Intraventricular conduction damage presents as widening of the QRS wave, which is also called a right bundle branch block, and is combined with left anterior or posterior hemi-block . Hyperkalaemia can progressively lead to electrocardiographic changes. The T wave is initially higher and symmetric. The P wave disappears when the potassium concentration is > 7.5 mmol/L. The worst outcome is a deadly cardiac arrhythmia, including a Sino ventricular rhythm or sudden death. Also, the hyperkalaemia caused a ST segment elevation, which is called a pseudo infarction pattern due to the infusion of the terminal R’ portion of the QRS with the T wave . The EKG change was affected by a primary repolarization abnormality or an artifact. A possible mechanism for the same finding has been hypothesized. Hyperkalaemia combined with stress cardiac troponin elevations without acute myocardial infarction due to DKA is strongly correlated with a subsequent major cardiovascular event . Moller reported that acidosis and very high levels of free fatty acids caused cardiac membrane damage and cardiac biomarker release .
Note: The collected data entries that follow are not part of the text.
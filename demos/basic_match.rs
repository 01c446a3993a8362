//! Basic session-then-index match flow.

use std::sync::Arc;

use anyhow::Result;
use cardscan::{CardMatcher, CatalogItem, IndexKind, MatchLookup, PHash, SessionCache, TrieIndex};

fn main() -> Result<()> {
    let bits = 64;
    let catalog = vec![
        CatalogItem::new(
            "bolt",
            "Lightning Bolt",
            "lea",
            PHash::from_u64(0x00ff_00ff_00ff_00ff, bits)?,
        ),
        CatalogItem::new(
            "counterspell",
            "Counterspell",
            "lea",
            PHash::from_u64(0xff00_ff00_ff00_ff00, bits)?,
        ),
    ];

    let index = TrieIndex::build(catalog, bits)?;
    let matcher = CardMatcher::new(Arc::new(index), SessionCache::default());
    println!("{} index ready: {}", IndexKind::Trie, matcher.summary());

    // Two frames of the same card, a few bits apart.
    for frame in [0x00ff_00ff_00ff_00feu64, 0x01ff_00ff_00ff_00ffu64] {
        let hash = PHash::from_u64(frame, bits)?;
        match matcher.lookup(Some("demo"), &hash, None)? {
            MatchLookup::HitSession(r) => {
                println!("session hit: {} (d={})", r[0].id(), r[0].distance)
            }
            MatchLookup::HitIndex(r) => println!("index hit: {} (d={})", r[0].id(), r[0].distance),
            MatchLookup::Miss => println!("miss"),
        }
    }

    Ok(())
}
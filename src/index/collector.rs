//! Bounded result collection shared by every index variant.

use std::collections::BinaryHeap;

use super::types::MatchResult;

/// Keeps the best results at or below a tolerance, optionally capped at `n`.
///
/// Backed by a max-heap so the worst kept result is always on top and can be evicted
/// in `O(log n)`. Ordering is [`MatchResult`]'s: distance, then catalog id.
#[derive(Debug)]
pub(crate) struct TopN {
    tolerance: u32,
    limit: Option<usize>,
    heap: BinaryHeap<MatchResult>,
}

impl TopN {
    pub(crate) fn unbounded(tolerance: u32) -> Self {
        Self {
            tolerance,
            limit: None,
            heap: BinaryHeap::new(),
        }
    }

    pub(crate) fn bounded(tolerance: u32, n: usize) -> Self {
        Self {
            tolerance,
            limit: Some(n),
            heap: BinaryHeap::with_capacity(n.min(1024)),
        }
    }

    #[inline]
    fn is_full(&self) -> bool {
        self.limit.is_some_and(|n| self.heap.len() >= n)
    }

    /// Largest distance that could still enter the result set.
    ///
    /// A candidate at exactly this distance may still win on id, so callers prune only
    /// when their cost is strictly greater.
    #[inline]
    pub(crate) fn bound(&self) -> u32 {
        match self.heap.peek() {
            Some(worst) if self.is_full() => worst.distance.min(self.tolerance),
            _ => self.tolerance,
        }
    }

    /// Returns `true` once nothing can be added anymore (`n == 0`).
    #[inline]
    pub(crate) fn is_closed(&self) -> bool {
        self.limit == Some(0)
    }

    pub(crate) fn offer(&mut self, candidate: MatchResult) {
        if candidate.distance > self.tolerance || self.is_closed() {
            return;
        }

        if !self.is_full() {
            self.heap.push(candidate);
            return;
        }

        let replaces_worst = self.heap.peek().is_some_and(|worst| candidate < *worst);
        if replaces_worst {
            self.heap.pop();
            self.heap.push(candidate);
        }
    }

    /// Consumes the collector, returning results in ascending order.
    pub(crate) fn into_sorted_vec(self) -> Vec<MatchResult> {
        self.heap.into_sorted_vec()
    }
}
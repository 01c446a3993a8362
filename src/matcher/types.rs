use std::sync::Arc;

use serde::{Serialize, Serializer};
use serde_json::Value;

use crate::index::{CatalogItem, MatchResult, PHash};

pub const CARDSCAN_STATUS_HEADER: &str = "X-Cardscan-Status";
pub const CARDSCAN_STATUS_HEALTHY: &str = "healthy";
pub const CARDSCAN_STATUS_READY: &str = "ready";
pub const CARDSCAN_STATUS_NOT_READY: &str = "not_ready";
pub const CARDSCAN_STATUS_REMOVED: &str = "removed";

/// Where a match came from.
#[derive(Debug, Clone, Copy, PartialEq, Eq, Hash)]
pub enum MatchStatus {
    HitSession,
    HitIndex,
    Miss,
}

impl MatchStatus {
    #[inline]
    pub fn as_header_value(&self) -> &'static str {
        match self {
            MatchStatus::HitSession => "HIT_SESSION",
            MatchStatus::HitIndex => "HIT_INDEX",
            MatchStatus::Miss => "MISS",
        }
    }

    #[inline]
    pub fn is_hit(&self) -> bool {
        !matches!(self, MatchStatus::Miss)
    }
}

impl std::fmt::Display for MatchStatus {
    fn fmt(&self, f: &mut std::fmt::Formatter<'_>) -> std::fmt::Result {
        write!(f, "{}", self.as_header_value())
    }
}

/// Outcome of a single lookup, best result first.
#[derive(Debug, Clone)]
pub enum MatchLookup {
    /// Re-scored candidates from the session cache.
    HitSession(Vec<MatchResult>),
    /// Fresh results from the index.
    HitIndex(Vec<MatchResult>),
    Miss,
}

impl MatchLookup {
    pub fn status(&self) -> MatchStatus {
        match self {
            MatchLookup::HitSession(_) => MatchStatus::HitSession,
            MatchLookup::HitIndex(_) => MatchStatus::HitIndex,
            MatchLookup::Miss => MatchStatus::Miss,
        }
    }

    pub fn is_hit(&self) -> bool {
        !matches!(self, MatchLookup::Miss)
    }

    pub fn is_session_hit(&self) -> bool {
        matches!(self, MatchLookup::HitSession(_))
    }

    pub fn results(&self) -> &[MatchResult] {
        match self {
            MatchLookup::HitSession(results) | MatchLookup::HitIndex(results) => results,
            MatchLookup::Miss => &[],
        }
    }

    pub fn best(&self) -> Option<&MatchResult> {
        self.results().first()
    }
}

/// One query: a hash plus optional session, tolerance override and opaque coordinates.
#[derive(Debug, Clone)]
pub struct MatchQuery {
    pub session_id: Option<String>,
    pub hash: PHash,
    pub tolerance: Option<u32>,
    /// Passed through untouched to the [`CardMatch`].
    pub coordinates: Option<Value>,
}

impl MatchQuery {
    pub fn new(hash: PHash) -> Self {
        Self {
            session_id: None,
            hash,
            tolerance: None,
            coordinates: None,
        }
    }

    pub fn with_session(mut self, session_id: impl Into<String>) -> Self {
        self.session_id = Some(session_id.into());
        self
    }

    pub fn with_tolerance(mut self, tolerance: u32) -> Self {
        self.tolerance = Some(tolerance);
        self
    }

    pub fn with_coordinates(mut self, coordinates: Value) -> Self {
        self.coordinates = Some(coordinates);
        self
    }
}

/// Best match for one query, as returned to callers.
///
/// Serialized as `{coordinates, cardData, distance, match}` where `match` is the
/// similarity rounded to two decimals. The catalog hash is never included.
#[derive(Debug, Clone, Serialize)]
pub struct CardMatch {
    #[serde(skip_serializing_if = "Option::is_none")]
    pub coordinates: Option<Value>,
    #[serde(rename = "cardData")]
    pub item: Arc<CatalogItem>,
    pub distance: u32,
    #[serde(rename = "match", serialize_with = "two_decimals")]
    pub similarity: f32,
    #[serde(skip)]
    pub status: MatchStatus,
}

fn two_decimals<S: Serializer>(value: &f32, serializer: S) -> Result<S::Ok, S::Error> {
    serializer.serialize_f64((f64::from(*value) * 100.0).round() / 100.0)
}
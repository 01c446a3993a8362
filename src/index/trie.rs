//! Binary Hamming trie over fixed-width perceptual hashes.
//!
//! Nodes live in an arena addressed by `NodeId`. Internal nodes branch on one bit
//! (`0` = left, `1` = right, most significant bit first). A leaf is created as soon as an
//! item is alone in its subtree, so leaves usually sit well above depth `B`; when a second
//! item reaches an occupied leaf, the leaf is turned into an internal node and both items
//! are pushed down until their bits diverge.
//!
//! # Search
//!
//! Queries run a depth-first branch-and-bound: the agreeing child keeps the accumulated
//! mismatch cost, the disagreeing child adds one, and a subtree is dropped as soon as its
//! cost exceeds the current bound (the tolerance, tightened to the worst kept result once
//! `n` results are held).

use std::fmt;
use std::sync::Arc;

use tracing::debug;

use super::backend::{HashIndex, align_query, prepare_items, validate_bit_length};
use super::collector::TopN;
use super::error::IndexResult;
use super::phash::PHash;
use super::types::{CatalogItem, IndexKind, MatchResult};

type NodeId = u32;
type ItemId = u32;

const ROOT: NodeId = 0;

#[derive(Debug, Clone)]
enum TrieNode {
    Internal { children: [Option<NodeId>; 2] },
    /// More than one item only when their hashes are identical.
    Leaf { items: Vec<ItemId> },
}

impl TrieNode {
    const fn empty_internal() -> Self {
        TrieNode::Internal {
            children: [None, None],
        }
    }
}

enum InsertStep {
    Descend(NodeId),
    Attach(usize),
    Split,
    Duplicate,
}

/// Read-only (after build) trie index.
pub struct TrieIndex {
    nodes: Vec<TrieNode>,
    items: Vec<Arc<CatalogItem>>,
    bit_length: usize,
}

impl TrieIndex {
    /// Creates an empty trie for `bit_length`-bit hashes.
    pub fn new(bit_length: usize) -> IndexResult<Self> {
        validate_bit_length(bit_length)?;
        Ok(Self {
            nodes: vec![TrieNode::empty_internal()],
            items: Vec::new(),
            bit_length,
        })
    }

    /// Builds a trie from a catalog. Fails if any hash is wider than `bit_length`.
    pub fn build<T>(items: T, bit_length: usize) -> IndexResult<Self>
    where
        T: IntoIterator<Item = CatalogItem>,
    {
        let items = prepare_items(items, bit_length)?;
        let mut trie = Self::new(bit_length)?;
        trie.items.reserve(items.len());
        for item in items {
            trie.insert(item);
        }

        debug!(
            items = trie.items.len(),
            nodes = trie.nodes.len(),
            bit_length,
            "Trie index built"
        );
        Ok(trie)
    }

    /// `item.hash` must already be `bit_length` bits wide.
    fn insert(&mut self, item: Arc<CatalogItem>) {
        let item_id = self.items.len() as ItemId;
        let owner = Arc::clone(&item);
        self.items.push(item);
        let hash = &owner.hash;

        let mut node = ROOT;
        let mut depth = 0usize;
        loop {
            let step = match &self.nodes[node as usize] {
                TrieNode::Internal { children } => {
                    let bit = hash.bit(depth) as usize;
                    match children[bit] {
                        Some(child) => InsertStep::Descend(child),
                        None => InsertStep::Attach(bit),
                    }
                }
                TrieNode::Leaf { .. } if depth == self.bit_length => InsertStep::Duplicate,
                TrieNode::Leaf { .. } => InsertStep::Split,
            };

            match step {
                InsertStep::Descend(child) => {
                    node = child;
                    depth += 1;
                }
                InsertStep::Attach(bit) => {
                    let leaf = self.push_leaf(vec![item_id]);
                    self.set_child(node, bit, leaf);
                    return;
                }
                InsertStep::Duplicate => {
                    if let TrieNode::Leaf { items } = &mut self.nodes[node as usize] {
                        items.push(item_id);
                    }
                    return;
                }
                InsertStep::Split => {
                    let resident = match &mut self.nodes[node as usize] {
                        TrieNode::Leaf { items } => std::mem::take(items),
                        TrieNode::Internal { .. } => Vec::new(),
                    };
                    let Some(&first) = resident.first() else {
                        self.nodes[node as usize] = TrieNode::Leaf {
                            items: vec![item_id],
                        };
                        return;
                    };

                    // Re-examine this node as internal on the next iteration; the new
                    // item either diverges here or follows the resident one level down.
                    let resident_bit = self.items[first as usize].hash.bit(depth) as usize;
                    self.nodes[node as usize] = TrieNode::empty_internal();
                    let moved = self.push_leaf(resident);
                    self.set_child(node, resident_bit, moved);
                }
            }
        }
    }

    fn push_leaf(&mut self, items: Vec<ItemId>) -> NodeId {
        let id = self.nodes.len() as NodeId;
        self.nodes.push(TrieNode::Leaf { items });
        id
    }

    fn set_child(&mut self, parent: NodeId, bit: usize, child: NodeId) {
        if let TrieNode::Internal { children } = &mut self.nodes[parent as usize] {
            children[bit] = Some(child);
        }
    }

    fn search(&self, query: &PHash, collector: &mut TopN) {
        if self.items.is_empty() || collector.is_closed() {
            return;
        }

        let mut stack: Vec<(NodeId, usize, u32)> = Vec::with_capacity(self.bit_length + 1);
        stack.push((ROOT, 0, 0));

        while let Some((node, depth, cost)) = stack.pop() {
            if cost > collector.bound() {
                continue;
            }

            match &self.nodes[node as usize] {
                TrieNode::Leaf { items } => {
                    // The path to a leaf spells its hash prefix, so the full distance is
                    // `cost` plus the mismatches in the bits below the leaf.
                    for &item_id in items {
                        let item = &self.items[item_id as usize];
                        let distance = item.hash.hamming_distance(query);
                        collector.offer(MatchResult::new(distance, Arc::clone(item)));
                    }
                }
                TrieNode::Internal { children } => {
                    let agree = query.bit(depth) as usize;
                    let disagree = agree ^ 1;

                    // Pushed first, popped last: the agreeing side tightens the bound first.
                    if let Some(child) = children[disagree]
                        && cost < collector.bound()
                    {
                        stack.push((child, depth + 1, cost + 1));
                    }
                    if let Some(child) = children[agree] {
                        stack.push((child, depth + 1, cost));
                    }
                }
            }
        }
    }

    /// Number of arena nodes, root included.
    pub fn node_count(&self) -> usize {
        self.nodes.len()
    }

    pub fn len(&self) -> usize {
        self.items.len()
    }

    pub fn is_empty(&self) -> bool {
        self.items.is_empty()
    }

    /// Walks the trie depth-first (left before right), yielding every item.
    pub fn iter(&self) -> impl Iterator<Item = &Arc<CatalogItem>> + '_ {
        let mut stack = vec![ROOT];
        let mut pending: &[ItemId] = &[];

        std::iter::from_fn(move || {
            loop {
                if let Some((&first, rest)) = pending.split_first() {
                    pending = rest;
                    return Some(&self.items[first as usize]);
                }

                let node = stack.pop()?;
                match &self.nodes[node as usize] {
                    TrieNode::Leaf { items } => pending = items,
                    TrieNode::Internal { children } => {
                        stack.extend(children[1]);
                        stack.extend(children[0]);
                    }
                }
            }
        })
    }

    /// Depth of the deepest leaf.
    pub fn max_depth(&self) -> usize {
        let mut deepest = 0;
        let mut stack = vec![(ROOT, 0usize)];
        while let Some((node, depth)) = stack.pop() {
            match &self.nodes[node as usize] {
                TrieNode::Leaf { .. } => deepest = deepest.max(depth),
                TrieNode::Internal { children } => {
                    stack.extend(children.iter().flatten().map(|&c| (c, depth + 1)));
                }
            }
        }
        deepest
    }
}

impl HashIndex for TrieIndex {
    fn kind(&self) -> IndexKind {
        IndexKind::Trie
    }

    fn bit_length(&self) -> usize {
        self.bit_length
    }

    fn len(&self) -> usize {
        self.items.len()
    }

    fn node_count(&self) -> usize {
        self.nodes.len()
    }

    fn find(&self, query: &PHash, tolerance: u32) -> IndexResult<Vec<MatchResult>> {
        let query = align_query(query, self.bit_length)?;
        let mut collector = TopN::unbounded(tolerance);
        self.search(&query, &mut collector);
        Ok(collector.into_sorted_vec())
    }

    fn find_top_n(
        &self,
        query: &PHash,
        tolerance: u32,
        n: usize,
    ) -> IndexResult<Vec<MatchResult>> {
        let query = align_query(query, self.bit_length)?;
        let mut collector = TopN::bounded(tolerance, n);
        self.search(&query, &mut collector);
        Ok(collector.into_sorted_vec())
    }
}

impl fmt::Debug for TrieIndex {
    fn fmt(&self, f: &mut fmt::Formatter<'_>) -> fmt::Result {
        f.debug_struct("TrieIndex")
            .field("nodes", &self.nodes.len())
            .field("items", &self.items.len())
            .field("bit_length", &self.bit_length)
            .finish()
    }
}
Anthony concluded that elevated cardiac troponin-I level in patients diagnosed as decompensated diabetes and without evidence of acute coronary syndrome is strongly correlated with a subsequent major cardiovascular event, such as acute coronary syndrome. Thus, elevated level of troponin-I during metabolic abnormalities identifies a group of patients at an increased risk for poor long-term outcomes or MACE post-discharge. Whether these patients may benefit from the early detection or not, risk stratification and preventive interventions remains to be investigated in the future .
The case involved DKA complicated by hyperkalaemia and cardiac enzymes levels elevation without acute coronary syndrome. The patient is at increased risk for mortality due to MACE in the future. Therefore, we should pay attention to prevent such an event. Medication options should be thoroughly studied in the future.
We would like to thank the staff of the medical unit for their help in the management of this patient. This research was not supported by any founding disclosure.